Tension at heart of drug classification

The Home Office has fought for three years to keep details of its review of the drug classification system secret. Now the campaigners who forced its publication think they know why: the document, they say, exposes the illogicality that undermines government drugs policy.
You will remember what happened to Professor David Nutt, the former head of the body which oversees the drug classification system, when he argued official policy should recognise that ecstasy and cannabis were less harmful than alcohol and tobacco. His controversial views cost him his job on the Advisory Council on the Misuse of Drugs. But, years earlier, the Home Office had come to the same conclusion.
Using the Freedom of Information Act, this weekend the pressure group Drug Equality Alliance finally got to see the 2006 advice given to ministers [361KB PDF] ahead of a planned public consultation into the legal controls on illicit drugs, a report initiated by the former Home Secretary Charles Clarke.
One section of the paper focuses on the dangers of treating cigarettes and booze differently from ecstasy and cannabis. The authors point out that "alcohol and tobacco account for more health problems and deaths than illicit drugs". They quote figures which suggest that "in terms of death, illegal drugs amounted to 1,388 in 2003 compared to about 20,000 for alcohol and 100,000 for tobacco."
So far, so familiar.
What makes this hitherto secret report such dynamite is the implication that this inconsistency in the way society treats "substances that alter mental functioning" might be making Britain's drugs crisis worse.

Screengrab of Home Office drug documents
Screengrab of Home Office drug documents
In other words, treating malt whisky differently from mephedrone makes it more likely young people will ignore the official advice.
The report appears to support the idea that alcohol and tobacco might be included in the classification system, although "in a way which would stop short of imposing comparable controls".

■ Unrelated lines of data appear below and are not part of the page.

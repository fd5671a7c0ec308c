// tessel-value - Native function values
// Copyright (c) 2025 Tom Waddington. MIT licensed.

//! Callable values.
//!
//! Every function in Tessel is a native Rust closure taking a slice of
//! arguments. Higher-order operations (`comp`, `partial`, `fnil`...) build
//! new closures over existing `NativeFn`s.

use std::fmt;
use std::rc::Rc;

use crate::error::Result;
use crate::value::Value;

/// Type of the function wrapped by a [`NativeFn`].
pub type NativeFnImpl = dyn Fn(&[Value]) -> Result<Value>;

/// A named, reference-counted native function.
#[derive(Clone)]
pub struct NativeFn {
    /// Function name for display
    name: &'static str,
    func: Rc<NativeFnImpl>,
}

impl NativeFn {
    pub fn new<F>(name: &'static str, func: F) -> Self
    where
        F: Fn(&[Value]) -> Result<Value> + 'static,
    {
        NativeFn {
            name,
            func: Rc::new(func),
        }
    }

    pub fn name(&self) -> &'static str {
        self.name
    }

    /// Invoke the function.
    pub fn call(&self, args: &[Value]) -> Result<Value> {
        (self.func)(args)
    }

    pub fn ptr_eq(&self, other: &NativeFn) -> bool {
        std::ptr::addr_eq(Rc::as_ptr(&self.func), Rc::as_ptr(&other.func))
    }

    pub(crate) fn addr(&self) -> usize {
        Rc::as_ptr(&self.func) as *const () as usize
    }
}

impl fmt::Debug for NativeFn {
    fn fmt(&self, f: &mut fmt::Formatter<'_>) -> fmt::Result {
        write!(f, "#<fn {}>", self.name)
    }
}

impl PartialEq for NativeFn {
    fn eq(&self, other: &Self) -> bool {
        self.ptr_eq(other)
    }
}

The tension at the heart of this debate is clear when the report goes on to point out that:
Screengrab of Home Office drug documents
However, the suggestion that "tradition and tolerance" should guide the legal framework surrounding recreational drugs will be seized upon by those who argue that the answer to the drugs dilemma is to end the "un-British" policy of prohibition and regulate all substances based on the harm they cause.